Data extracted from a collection
======
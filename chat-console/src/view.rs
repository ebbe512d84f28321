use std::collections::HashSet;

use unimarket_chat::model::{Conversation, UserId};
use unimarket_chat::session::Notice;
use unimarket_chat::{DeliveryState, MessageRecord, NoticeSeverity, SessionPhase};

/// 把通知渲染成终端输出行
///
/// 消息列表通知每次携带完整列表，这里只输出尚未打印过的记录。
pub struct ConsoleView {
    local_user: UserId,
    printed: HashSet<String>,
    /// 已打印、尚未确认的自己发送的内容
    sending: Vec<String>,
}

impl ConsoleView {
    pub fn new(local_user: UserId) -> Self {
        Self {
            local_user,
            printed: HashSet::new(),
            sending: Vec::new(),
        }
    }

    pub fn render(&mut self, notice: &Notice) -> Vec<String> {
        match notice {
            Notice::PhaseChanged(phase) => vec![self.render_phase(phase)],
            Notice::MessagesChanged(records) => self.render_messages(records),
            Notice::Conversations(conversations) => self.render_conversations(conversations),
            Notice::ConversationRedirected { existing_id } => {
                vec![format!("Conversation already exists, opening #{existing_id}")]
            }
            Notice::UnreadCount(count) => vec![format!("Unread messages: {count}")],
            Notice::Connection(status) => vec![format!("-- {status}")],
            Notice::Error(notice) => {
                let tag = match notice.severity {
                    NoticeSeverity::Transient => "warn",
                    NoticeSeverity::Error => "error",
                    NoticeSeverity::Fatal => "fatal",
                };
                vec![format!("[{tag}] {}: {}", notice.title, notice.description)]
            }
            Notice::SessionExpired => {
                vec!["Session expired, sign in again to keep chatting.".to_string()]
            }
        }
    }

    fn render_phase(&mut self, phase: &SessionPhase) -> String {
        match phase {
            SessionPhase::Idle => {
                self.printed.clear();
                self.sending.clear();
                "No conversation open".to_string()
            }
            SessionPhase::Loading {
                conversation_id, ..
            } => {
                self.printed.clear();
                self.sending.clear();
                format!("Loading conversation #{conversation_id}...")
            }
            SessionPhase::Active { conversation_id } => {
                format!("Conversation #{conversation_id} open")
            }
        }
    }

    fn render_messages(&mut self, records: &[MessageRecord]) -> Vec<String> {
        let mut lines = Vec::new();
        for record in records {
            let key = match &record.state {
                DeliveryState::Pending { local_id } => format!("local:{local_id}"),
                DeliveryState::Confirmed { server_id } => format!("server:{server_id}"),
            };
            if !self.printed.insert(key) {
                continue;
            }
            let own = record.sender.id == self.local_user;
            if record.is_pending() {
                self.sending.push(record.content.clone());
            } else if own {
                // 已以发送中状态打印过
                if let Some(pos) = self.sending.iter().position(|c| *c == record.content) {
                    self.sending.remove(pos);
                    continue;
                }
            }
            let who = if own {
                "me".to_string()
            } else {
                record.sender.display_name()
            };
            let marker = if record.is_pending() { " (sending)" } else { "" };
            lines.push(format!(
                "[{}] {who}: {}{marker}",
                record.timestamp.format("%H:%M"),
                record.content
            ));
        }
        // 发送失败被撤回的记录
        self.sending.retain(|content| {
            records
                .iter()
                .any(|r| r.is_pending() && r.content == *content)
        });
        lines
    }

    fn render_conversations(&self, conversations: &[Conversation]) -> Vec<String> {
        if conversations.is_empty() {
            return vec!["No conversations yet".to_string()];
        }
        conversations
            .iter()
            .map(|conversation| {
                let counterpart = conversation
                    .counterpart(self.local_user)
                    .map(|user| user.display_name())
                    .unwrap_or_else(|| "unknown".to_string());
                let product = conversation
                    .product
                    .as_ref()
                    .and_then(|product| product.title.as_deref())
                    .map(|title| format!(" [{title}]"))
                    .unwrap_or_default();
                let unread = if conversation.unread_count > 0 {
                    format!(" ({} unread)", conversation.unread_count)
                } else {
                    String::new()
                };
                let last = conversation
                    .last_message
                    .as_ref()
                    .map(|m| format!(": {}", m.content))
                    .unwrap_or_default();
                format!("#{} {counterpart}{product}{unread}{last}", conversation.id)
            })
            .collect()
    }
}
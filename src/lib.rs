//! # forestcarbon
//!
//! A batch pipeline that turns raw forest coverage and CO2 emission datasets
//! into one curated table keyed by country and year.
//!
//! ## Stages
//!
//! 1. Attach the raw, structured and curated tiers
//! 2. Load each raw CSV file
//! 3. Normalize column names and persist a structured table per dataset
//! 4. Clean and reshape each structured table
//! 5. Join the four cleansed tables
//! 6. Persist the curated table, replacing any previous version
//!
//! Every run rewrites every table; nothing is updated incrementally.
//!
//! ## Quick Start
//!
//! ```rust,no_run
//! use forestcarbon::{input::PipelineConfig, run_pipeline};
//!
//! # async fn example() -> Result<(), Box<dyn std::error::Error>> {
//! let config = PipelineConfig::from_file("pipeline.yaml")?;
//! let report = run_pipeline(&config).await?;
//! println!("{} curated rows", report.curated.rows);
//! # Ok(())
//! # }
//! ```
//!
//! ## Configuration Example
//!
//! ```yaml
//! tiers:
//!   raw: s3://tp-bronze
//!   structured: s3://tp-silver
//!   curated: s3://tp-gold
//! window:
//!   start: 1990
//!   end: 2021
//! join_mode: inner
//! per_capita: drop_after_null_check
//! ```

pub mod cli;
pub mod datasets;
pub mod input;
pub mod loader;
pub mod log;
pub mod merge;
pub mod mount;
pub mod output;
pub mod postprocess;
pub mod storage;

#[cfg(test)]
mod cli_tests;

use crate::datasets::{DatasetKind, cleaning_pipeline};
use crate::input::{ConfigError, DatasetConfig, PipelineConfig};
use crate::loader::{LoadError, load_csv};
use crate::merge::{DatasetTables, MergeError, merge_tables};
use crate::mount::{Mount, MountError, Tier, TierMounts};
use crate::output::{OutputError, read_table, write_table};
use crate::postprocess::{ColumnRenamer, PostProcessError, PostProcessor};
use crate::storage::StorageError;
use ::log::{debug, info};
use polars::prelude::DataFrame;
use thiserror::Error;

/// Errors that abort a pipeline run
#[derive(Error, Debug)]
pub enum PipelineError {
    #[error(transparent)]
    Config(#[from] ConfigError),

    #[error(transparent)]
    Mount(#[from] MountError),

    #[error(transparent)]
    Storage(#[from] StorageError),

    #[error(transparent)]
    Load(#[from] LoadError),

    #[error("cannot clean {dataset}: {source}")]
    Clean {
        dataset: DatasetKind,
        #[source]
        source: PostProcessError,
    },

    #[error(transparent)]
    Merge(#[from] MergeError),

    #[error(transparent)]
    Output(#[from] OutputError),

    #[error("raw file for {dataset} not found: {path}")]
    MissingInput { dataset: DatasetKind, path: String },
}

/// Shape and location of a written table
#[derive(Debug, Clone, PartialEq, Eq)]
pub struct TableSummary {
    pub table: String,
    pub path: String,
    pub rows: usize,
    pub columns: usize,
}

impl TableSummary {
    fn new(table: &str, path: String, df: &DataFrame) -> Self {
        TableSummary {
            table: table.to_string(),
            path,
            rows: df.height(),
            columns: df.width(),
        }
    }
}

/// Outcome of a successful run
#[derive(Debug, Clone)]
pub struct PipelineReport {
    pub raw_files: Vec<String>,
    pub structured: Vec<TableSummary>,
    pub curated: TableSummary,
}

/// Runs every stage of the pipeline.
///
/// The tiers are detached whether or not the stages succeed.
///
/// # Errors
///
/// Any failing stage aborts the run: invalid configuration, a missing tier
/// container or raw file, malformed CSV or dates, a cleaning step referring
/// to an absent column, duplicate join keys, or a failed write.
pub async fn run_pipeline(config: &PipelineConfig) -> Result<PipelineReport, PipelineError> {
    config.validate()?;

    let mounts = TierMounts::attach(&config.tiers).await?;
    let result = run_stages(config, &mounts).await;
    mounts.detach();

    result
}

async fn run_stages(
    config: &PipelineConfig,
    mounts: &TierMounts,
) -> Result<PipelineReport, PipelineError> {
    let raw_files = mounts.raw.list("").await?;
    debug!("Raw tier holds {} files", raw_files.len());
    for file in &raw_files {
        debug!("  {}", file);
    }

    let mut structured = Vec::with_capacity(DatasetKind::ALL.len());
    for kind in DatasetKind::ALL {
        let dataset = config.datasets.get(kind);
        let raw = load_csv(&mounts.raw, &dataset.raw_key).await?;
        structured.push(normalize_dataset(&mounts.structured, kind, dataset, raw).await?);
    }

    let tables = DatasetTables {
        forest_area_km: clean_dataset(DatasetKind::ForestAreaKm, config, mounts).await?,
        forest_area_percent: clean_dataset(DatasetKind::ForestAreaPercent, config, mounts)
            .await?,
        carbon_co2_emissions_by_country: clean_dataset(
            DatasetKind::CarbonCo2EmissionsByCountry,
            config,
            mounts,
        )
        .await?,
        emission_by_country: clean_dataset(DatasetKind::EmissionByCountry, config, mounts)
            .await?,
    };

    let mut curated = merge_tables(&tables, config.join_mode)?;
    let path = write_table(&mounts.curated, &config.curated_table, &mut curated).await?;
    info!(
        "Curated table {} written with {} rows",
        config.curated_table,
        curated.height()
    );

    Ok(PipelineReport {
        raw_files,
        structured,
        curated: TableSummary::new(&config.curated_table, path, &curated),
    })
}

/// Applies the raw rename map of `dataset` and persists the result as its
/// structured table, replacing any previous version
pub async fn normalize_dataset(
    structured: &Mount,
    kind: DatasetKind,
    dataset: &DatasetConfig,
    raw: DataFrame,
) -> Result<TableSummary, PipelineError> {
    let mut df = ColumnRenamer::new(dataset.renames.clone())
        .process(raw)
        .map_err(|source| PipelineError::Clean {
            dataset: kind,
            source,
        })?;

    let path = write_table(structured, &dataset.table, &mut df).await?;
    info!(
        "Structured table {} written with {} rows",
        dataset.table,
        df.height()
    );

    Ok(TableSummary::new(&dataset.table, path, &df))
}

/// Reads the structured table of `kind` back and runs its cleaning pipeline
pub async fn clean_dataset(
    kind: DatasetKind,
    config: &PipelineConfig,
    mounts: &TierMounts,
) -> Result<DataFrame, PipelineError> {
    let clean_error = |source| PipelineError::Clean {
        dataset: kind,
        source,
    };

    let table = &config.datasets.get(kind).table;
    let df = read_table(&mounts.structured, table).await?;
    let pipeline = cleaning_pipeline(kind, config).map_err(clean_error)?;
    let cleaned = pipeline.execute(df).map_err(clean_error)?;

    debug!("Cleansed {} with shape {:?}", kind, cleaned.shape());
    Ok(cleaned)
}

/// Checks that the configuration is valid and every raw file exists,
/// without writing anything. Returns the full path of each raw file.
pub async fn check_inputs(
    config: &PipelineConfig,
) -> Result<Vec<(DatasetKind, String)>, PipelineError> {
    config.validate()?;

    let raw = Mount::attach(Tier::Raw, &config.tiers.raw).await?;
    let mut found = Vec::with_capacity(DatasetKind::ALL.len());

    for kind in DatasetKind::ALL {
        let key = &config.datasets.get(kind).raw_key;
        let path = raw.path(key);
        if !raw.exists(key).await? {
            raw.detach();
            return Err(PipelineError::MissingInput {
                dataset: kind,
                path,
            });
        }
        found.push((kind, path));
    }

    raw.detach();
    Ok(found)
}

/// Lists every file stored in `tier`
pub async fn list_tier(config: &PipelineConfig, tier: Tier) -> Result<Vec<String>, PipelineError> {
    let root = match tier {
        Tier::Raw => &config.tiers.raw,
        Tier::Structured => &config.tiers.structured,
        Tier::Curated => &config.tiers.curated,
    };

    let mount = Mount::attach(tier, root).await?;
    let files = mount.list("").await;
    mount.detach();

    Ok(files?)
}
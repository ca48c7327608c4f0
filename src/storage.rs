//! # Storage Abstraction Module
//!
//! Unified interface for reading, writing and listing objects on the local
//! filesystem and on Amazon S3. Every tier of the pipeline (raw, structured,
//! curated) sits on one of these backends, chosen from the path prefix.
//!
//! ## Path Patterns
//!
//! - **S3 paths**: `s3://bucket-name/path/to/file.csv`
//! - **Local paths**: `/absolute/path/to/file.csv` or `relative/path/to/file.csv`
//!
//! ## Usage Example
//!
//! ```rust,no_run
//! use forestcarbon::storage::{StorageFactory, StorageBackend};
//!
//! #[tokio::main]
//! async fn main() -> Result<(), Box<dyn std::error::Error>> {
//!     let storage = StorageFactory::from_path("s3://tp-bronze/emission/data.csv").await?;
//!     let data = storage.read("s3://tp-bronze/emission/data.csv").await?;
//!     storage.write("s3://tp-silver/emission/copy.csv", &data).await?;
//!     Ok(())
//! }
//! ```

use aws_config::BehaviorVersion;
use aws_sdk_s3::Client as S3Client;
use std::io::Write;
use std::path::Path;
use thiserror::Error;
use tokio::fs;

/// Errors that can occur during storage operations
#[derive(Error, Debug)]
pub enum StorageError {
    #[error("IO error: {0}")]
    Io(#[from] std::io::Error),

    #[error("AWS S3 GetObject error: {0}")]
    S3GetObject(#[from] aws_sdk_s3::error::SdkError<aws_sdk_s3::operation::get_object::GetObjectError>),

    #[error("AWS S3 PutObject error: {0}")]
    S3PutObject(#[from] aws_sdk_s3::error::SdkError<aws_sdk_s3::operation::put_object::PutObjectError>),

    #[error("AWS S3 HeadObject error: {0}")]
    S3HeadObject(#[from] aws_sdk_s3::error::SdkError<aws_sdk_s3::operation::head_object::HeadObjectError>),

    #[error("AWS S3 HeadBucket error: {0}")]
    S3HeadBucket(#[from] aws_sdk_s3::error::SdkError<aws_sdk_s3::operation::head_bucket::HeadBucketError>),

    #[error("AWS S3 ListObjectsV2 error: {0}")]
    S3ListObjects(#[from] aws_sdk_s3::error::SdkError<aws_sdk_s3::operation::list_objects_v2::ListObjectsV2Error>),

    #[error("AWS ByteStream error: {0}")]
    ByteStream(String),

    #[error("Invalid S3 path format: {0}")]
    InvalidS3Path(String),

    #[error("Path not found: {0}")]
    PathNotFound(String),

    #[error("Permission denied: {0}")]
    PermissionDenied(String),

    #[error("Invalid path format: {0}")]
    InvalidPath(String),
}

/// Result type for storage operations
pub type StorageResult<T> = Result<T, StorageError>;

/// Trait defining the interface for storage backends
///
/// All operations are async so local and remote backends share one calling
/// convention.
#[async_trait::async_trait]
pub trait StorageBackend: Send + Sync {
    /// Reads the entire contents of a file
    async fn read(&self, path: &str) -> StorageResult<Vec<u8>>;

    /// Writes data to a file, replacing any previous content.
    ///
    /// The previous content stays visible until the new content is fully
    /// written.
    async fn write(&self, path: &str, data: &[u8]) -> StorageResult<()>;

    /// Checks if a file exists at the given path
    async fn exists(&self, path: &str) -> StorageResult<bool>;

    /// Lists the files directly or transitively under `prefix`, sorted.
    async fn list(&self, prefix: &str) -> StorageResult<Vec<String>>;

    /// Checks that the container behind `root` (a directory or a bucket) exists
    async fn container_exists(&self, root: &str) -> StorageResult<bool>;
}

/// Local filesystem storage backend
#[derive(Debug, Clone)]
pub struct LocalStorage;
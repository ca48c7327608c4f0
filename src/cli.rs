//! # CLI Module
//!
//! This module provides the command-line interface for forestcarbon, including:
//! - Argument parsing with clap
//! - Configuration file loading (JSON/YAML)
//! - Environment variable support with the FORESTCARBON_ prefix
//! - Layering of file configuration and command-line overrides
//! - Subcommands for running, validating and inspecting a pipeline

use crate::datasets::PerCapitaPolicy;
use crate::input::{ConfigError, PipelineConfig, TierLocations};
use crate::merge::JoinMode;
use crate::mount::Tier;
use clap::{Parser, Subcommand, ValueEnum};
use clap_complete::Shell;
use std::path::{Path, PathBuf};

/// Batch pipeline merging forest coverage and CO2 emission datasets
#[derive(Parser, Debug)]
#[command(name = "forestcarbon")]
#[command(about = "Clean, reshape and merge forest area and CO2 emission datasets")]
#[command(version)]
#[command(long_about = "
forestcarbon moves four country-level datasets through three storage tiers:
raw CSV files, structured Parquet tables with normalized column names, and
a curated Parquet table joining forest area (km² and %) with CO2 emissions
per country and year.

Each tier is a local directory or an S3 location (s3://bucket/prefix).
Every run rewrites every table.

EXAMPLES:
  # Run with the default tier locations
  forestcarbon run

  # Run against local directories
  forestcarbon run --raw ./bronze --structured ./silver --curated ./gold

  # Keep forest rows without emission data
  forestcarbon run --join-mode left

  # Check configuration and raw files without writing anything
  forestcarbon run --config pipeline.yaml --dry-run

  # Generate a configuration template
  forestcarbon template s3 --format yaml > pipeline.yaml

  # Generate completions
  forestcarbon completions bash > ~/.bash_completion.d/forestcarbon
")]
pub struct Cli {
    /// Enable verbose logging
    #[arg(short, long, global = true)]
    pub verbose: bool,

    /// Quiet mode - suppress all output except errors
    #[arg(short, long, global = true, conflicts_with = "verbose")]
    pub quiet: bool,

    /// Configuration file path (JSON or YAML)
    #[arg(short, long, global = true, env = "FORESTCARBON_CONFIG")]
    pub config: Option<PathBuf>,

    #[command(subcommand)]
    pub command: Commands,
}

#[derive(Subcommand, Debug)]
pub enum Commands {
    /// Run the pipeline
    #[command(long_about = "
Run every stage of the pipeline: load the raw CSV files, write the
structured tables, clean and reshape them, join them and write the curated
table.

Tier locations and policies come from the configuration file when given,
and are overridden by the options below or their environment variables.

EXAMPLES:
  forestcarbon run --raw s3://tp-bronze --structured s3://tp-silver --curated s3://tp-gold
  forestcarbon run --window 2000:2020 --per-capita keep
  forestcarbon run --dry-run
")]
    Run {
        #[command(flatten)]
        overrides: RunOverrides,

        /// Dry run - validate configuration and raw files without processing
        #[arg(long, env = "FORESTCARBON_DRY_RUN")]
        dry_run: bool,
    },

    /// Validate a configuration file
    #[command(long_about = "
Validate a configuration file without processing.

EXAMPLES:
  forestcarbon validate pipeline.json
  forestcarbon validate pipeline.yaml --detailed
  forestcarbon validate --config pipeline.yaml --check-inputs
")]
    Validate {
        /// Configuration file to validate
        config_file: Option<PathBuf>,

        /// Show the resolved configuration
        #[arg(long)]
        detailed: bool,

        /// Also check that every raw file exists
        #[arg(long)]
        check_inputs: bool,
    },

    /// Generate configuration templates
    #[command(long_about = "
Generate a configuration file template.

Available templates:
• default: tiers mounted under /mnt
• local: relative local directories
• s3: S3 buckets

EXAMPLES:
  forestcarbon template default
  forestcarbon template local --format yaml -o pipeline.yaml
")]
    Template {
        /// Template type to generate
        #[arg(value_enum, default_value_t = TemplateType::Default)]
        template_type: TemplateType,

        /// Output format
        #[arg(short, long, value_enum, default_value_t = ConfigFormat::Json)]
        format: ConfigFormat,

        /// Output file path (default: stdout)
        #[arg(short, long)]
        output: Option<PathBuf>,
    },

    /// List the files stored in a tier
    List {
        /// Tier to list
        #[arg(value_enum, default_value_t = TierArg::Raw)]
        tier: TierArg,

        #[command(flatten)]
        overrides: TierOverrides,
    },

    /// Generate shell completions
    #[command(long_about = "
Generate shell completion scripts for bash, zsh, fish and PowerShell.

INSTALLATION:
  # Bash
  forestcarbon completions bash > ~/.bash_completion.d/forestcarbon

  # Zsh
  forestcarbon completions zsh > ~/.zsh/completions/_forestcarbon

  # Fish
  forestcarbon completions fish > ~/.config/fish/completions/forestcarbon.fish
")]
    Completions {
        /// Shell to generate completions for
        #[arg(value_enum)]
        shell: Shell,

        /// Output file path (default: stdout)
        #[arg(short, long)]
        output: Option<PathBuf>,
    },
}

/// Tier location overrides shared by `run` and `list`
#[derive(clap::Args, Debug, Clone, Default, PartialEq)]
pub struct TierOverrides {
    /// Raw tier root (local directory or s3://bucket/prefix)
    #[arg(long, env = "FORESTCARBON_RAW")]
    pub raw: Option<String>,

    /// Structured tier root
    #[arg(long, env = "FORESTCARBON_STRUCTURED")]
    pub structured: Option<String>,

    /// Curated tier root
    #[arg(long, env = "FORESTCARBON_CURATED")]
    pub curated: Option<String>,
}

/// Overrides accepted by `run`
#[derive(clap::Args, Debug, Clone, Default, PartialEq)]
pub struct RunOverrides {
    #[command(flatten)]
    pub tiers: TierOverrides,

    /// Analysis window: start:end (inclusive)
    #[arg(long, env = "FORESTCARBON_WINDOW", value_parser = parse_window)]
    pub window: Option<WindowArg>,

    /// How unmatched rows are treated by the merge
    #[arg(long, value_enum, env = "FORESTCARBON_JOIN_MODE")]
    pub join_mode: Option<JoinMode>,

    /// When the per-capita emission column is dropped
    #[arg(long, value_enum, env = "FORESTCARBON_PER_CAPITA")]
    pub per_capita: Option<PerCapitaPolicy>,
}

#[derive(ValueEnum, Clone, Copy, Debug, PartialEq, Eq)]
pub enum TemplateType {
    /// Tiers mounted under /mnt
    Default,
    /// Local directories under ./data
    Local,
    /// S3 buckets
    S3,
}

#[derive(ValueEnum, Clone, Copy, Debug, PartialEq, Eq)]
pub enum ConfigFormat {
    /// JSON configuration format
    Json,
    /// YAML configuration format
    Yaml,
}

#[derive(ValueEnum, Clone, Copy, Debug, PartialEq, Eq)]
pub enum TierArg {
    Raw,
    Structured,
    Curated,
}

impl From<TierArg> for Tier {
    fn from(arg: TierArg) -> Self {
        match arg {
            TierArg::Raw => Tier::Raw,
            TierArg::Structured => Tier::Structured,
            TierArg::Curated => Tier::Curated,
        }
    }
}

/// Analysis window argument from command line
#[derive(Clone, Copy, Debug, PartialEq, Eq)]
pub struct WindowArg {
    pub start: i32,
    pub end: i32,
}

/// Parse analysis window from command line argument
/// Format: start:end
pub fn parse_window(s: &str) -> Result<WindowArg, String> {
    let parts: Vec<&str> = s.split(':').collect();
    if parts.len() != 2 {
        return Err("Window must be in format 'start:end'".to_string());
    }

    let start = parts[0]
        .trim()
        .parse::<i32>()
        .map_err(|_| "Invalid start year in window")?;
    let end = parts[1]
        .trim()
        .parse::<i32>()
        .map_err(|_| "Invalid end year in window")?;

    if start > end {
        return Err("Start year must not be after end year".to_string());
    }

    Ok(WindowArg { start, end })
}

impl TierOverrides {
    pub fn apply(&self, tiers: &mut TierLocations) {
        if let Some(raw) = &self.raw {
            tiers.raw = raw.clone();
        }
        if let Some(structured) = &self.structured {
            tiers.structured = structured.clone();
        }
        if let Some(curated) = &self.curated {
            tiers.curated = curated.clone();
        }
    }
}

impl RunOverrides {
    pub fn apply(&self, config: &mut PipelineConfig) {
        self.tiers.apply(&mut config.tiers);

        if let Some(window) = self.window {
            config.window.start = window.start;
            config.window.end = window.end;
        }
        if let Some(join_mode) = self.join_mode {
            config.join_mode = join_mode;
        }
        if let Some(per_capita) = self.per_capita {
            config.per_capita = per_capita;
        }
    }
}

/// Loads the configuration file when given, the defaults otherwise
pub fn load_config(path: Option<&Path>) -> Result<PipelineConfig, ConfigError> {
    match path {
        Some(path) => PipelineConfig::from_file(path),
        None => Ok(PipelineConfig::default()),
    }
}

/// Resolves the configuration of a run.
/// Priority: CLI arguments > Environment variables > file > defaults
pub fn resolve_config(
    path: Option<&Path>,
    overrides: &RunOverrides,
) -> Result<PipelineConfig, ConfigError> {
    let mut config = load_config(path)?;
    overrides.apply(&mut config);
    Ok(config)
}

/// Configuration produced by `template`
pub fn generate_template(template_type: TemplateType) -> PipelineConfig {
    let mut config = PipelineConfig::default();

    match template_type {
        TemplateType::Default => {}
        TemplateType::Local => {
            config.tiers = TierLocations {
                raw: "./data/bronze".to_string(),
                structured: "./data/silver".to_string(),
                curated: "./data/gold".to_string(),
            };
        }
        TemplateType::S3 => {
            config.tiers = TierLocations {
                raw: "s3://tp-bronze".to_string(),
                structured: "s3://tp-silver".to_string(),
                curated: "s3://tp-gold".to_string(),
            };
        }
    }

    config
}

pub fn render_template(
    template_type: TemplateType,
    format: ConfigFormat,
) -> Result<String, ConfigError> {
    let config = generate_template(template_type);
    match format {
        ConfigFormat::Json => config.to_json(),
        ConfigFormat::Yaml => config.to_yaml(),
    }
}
======
→ **TASK TO CARRY OUT**
Look through the entries, and return every line that the word "Parquet" appears in.

→ **RESPONSE BOX**
raw CSV files, structured Parquet tables with normalized column names, and
a curated Parquet table joining forest area (km² and %) with CO2 emissions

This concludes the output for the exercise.